**Stored items**
##############################

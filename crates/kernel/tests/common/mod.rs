#![allow(dead_code)]

use std::cell::RefCell;
use std::collections::VecDeque;

use kernel::process::SwitchFrame;
use kernel::{Console, Hart, Kernel, Mmu, PageAllocator, PhysMemory, Pid, ProcessTable, TrapFrame, TrapInfo};
use storage::{DISK_MAX_SIZE, FileStore, MemDisk};
use types::{MemoryLayout, SCAUSE_ECALL, SV32_PAGE_SIZE, USER_BASE};

pub const LAYOUT: MemoryLayout = MemoryLayout::new(0x8020_0000, 0x8030_0000, 0x8040_0000);

/// Fake address of the user-entry trampoline.
pub const USER_ENTRY: usize = 0x8020_1000;

/// Pages in the zero-filled image used for test processes.
pub const USER_IMAGE_PAGES: usize = 2;

pub type TestKernel<'k> = Kernel<'k, SimHart, SimRam, ScriptedConsole, MemDisk>;

/// Physical RAM covering the allocator's range.
pub struct SimRam {
    base: u32,
    bytes: Vec<u8>,
}

impl SimRam {
    pub fn new(layout: MemoryLayout) -> Self {
        Self {
            base: layout.free_ram,
            bytes: vec![0; (layout.free_ram_end - layout.free_ram) as usize],
        }
    }

    fn offset(&self, paddr: u32, len: usize) -> usize {
        let off = paddr
            .checked_sub(self.base)
            .unwrap_or_else(|| panic!("paddr {:#x} below simulated RAM", paddr)) as usize;
        assert!(off + len <= self.bytes.len(), "paddr {:#x}+{} past simulated RAM", paddr, len);
        off
    }
}

impl PhysMemory for SimRam {
    fn read_u32(&self, paddr: u32) -> u32 {
        let off = self.offset(paddr, 4);
        u32::from_le_bytes(self.bytes[off..off + 4].try_into().unwrap())
    }

    fn write_u32(&mut self, paddr: u32, val: u32) {
        let off = self.offset(paddr, 4);
        self.bytes[off..off + 4].copy_from_slice(&val.to_le_bytes());
    }

    fn read_bytes(&self, paddr: u32, out: &mut [u8]) {
        let off = self.offset(paddr, out.len());
        out.copy_from_slice(&self.bytes[off..off + out.len()]);
    }

    fn write_bytes(&mut self, paddr: u32, data: &[u8]) {
        let off = self.offset(paddr, data.len());
        self.bytes[off..off + data.len()].copy_from_slice(data);
    }

    fn fill_zero(&mut self, paddr: u32, len: usize) {
        let off = self.offset(paddr, len);
        self.bytes[off..off + len].fill(0);
    }
}

/// Records privileged state and runs the real switch algorithm on host
/// memory: the live callee-saved registers are pushed onto the current
/// stack, the stack pointers are swapped, and the next frame is popped.
pub struct SimHart {
    pub regs: SwitchFrame,
    pub sp: usize,
    pub satp_history: Vec<u32>,
    pub trap_stack: Option<usize>,
    pub switches: usize,
    boot_stack: Box<[usize; 64]>,
}

impl SimHart {
    pub fn new() -> Self {
        let boot_stack = Box::new([0usize; 64]);
        let sp = boot_stack.as_ptr() as usize + std::mem::size_of_val(&*boot_stack);
        Self {
            regs: SwitchFrame::default(),
            sp,
            satp_history: Vec::new(),
            trap_stack: None,
            switches: 0,
            boot_stack,
        }
    }

    pub fn boot_stack_top(&self) -> usize {
        self.boot_stack.as_ptr() as usize + std::mem::size_of_val(&*self.boot_stack)
    }
}

impl Hart for SimHart {
    fn set_address_space(&mut self, satp: u32) {
        self.satp_history.push(satp);
    }

    fn set_trap_stack(&mut self, kstack_top: usize) {
        self.trap_stack = Some(kstack_top);
    }

    fn user_entry(&self) -> usize {
        USER_ENTRY
    }

    unsafe fn switch_context(&mut self, prev_sp: *mut usize, next_sp: *const usize) {
        unsafe {
            let sp = self.sp - SwitchFrame::SIZE;
            let pushed = sp as *mut usize;
            for (i, word) in self.regs.words().into_iter().enumerate() {
                pushed.add(i).write(word);
            }
            *prev_sp = sp;

            let sp = *next_sp;
            let popped = sp as *const usize;
            let mut words = [0usize; SwitchFrame::WORDS];
            for (i, word) in words.iter_mut().enumerate() {
                *word = popped.add(i).read();
            }
            self.regs = SwitchFrame::from_words(&words);
            self.sp = sp + SwitchFrame::SIZE;
        }
        self.switches += 1;
    }
}

/// Console with queued input that only becomes visible after a number of
/// empty polls.
#[derive(Default)]
pub struct ScriptedConsole {
    pub input: VecDeque<u8>,
    pub empty_polls: usize,
    pub polls: usize,
    pub output: Vec<u8>,
}

impl ScriptedConsole {
    pub fn ready_after(polls: usize, input: &[u8]) -> Self {
        Self {
            input: input.iter().copied().collect(),
            empty_polls: polls,
            ..Self::default()
        }
    }
}

impl Console for ScriptedConsole {
    fn put(&mut self, byte: u8) {
        self.output.push(byte);
    }

    fn get(&mut self) -> Option<u8> {
        self.polls += 1;
        if self.empty_polls > 0 {
            self.empty_polls -= 1;
            return None;
        }
        self.input.pop_front()
    }
}

pub fn process_table() -> Box<ProcessTable> {
    Box::new(ProcessTable::new())
}

pub fn disk_with(files: &[(&str, &[u8])]) -> MemDisk {
    let mut store = FileStore::new();
    for (name, data) in files {
        store.insert(name.as_bytes(), data).unwrap();
    }
    let mut image = vec![0u8; DISK_MAX_SIZE];
    store.encode_image(&mut image).unwrap();
    // A little spare room past the store, like a real disk.
    image.resize(DISK_MAX_SIZE + 4 * 512, 0);
    MemDisk::from_image(image)
}

pub fn new_kernel(procs: &mut ProcessTable, disk: MemDisk) -> TestKernel<'_> {
    let mmu = Mmu::new(SimRam::new(LAYOUT), PageAllocator::from_layout(&LAYOUT));
    Kernel::new(procs, SimHart::new(), mmu, ScriptedConsole::default(), disk, LAYOUT)
}

/// Idle plus one user process, switched to the user process.
pub fn boot_shell(kernel: &mut TestKernel<'_>) -> Pid {
    kernel.mount_fs();
    kernel.spawn_idle();
    let pid = kernel.create_process(&[0u8; USER_IMAGE_PAGES * SV32_PAGE_SIZE]);
    kernel.yield_now();
    assert_eq!(kernel.procs().current().pid(), pid);
    pid
}

/// Place bytes in the current process's memory at `USER_BASE + offset`.
pub fn poke_user(kernel: &mut TestKernel<'_>, offset: u32, data: &[u8]) -> u32 {
    let root = kernel.procs().current().page_table();
    let vaddr = USER_BASE + offset;
    assert!(kernel.mmu_mut().copy_to_user(root, vaddr, data));
    vaddr
}

pub fn peek_user(kernel: &TestKernel<'_>, vaddr: u32, len: usize) -> Vec<u8> {
    let root = kernel.procs().current().page_table();
    let mut out = vec![0u8; len];
    assert!(kernel.mmu().copy_from_user(root, vaddr, &mut out));
    out
}

pub const ECALL_PC: u32 = USER_BASE + 0x40;

pub fn ecall_info() -> TrapInfo {
    TrapInfo {
        scause: SCAUSE_ECALL,
        stval: 0,
        sepc: ECALL_PC,
    }
}

pub fn syscall_frame(id: u32, args: [u32; 3]) -> TrapFrame {
    let mut words = [0u32; TrapFrame::WORDS];
    for (i, w) in words.iter_mut().enumerate() {
        *w = 0x1000 + i as u32;
    }
    let mut frame = TrapFrame::from_words(&words);
    frame.a0 = args[0];
    frame.a1 = args[1];
    frame.a2 = args[2];
    frame.a3 = id;
    frame
}

thread_local! {
    static LOGS: RefCell<Vec<String>> = const { RefCell::new(Vec::new()) };
}

fn capture(args: std::fmt::Arguments<'_>) {
    LOGS.with(|logs| logs.borrow_mut().push(args.to_string()));
}

/// Route kernel logs to a per-thread buffer.
pub fn capture_logs() {
    kernel::log::set_sink(capture);
    LOGS.with(|logs| logs.borrow_mut().clear());
}

pub fn logs() -> Vec<String> {
    LOGS.with(|logs| logs.borrow().clone())
}

pub fn logged(needle: &str) -> bool {
    logs().iter().any(|line| line.contains(needle))
}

##############################

**To do**
All lines above that hold the string "SwitchFrame" should be copied.

**Exercise result**
use kernel::process::SwitchFrame;
    pub regs: SwitchFrame,
            regs: SwitchFrame::default(),
            let sp = self.sp - SwitchFrame::SIZE;
            let mut words = [0usize; SwitchFrame::WORDS];
            self.regs = SwitchFrame::from_words(&words);
            self.sp = sp + SwitchFrame::SIZE;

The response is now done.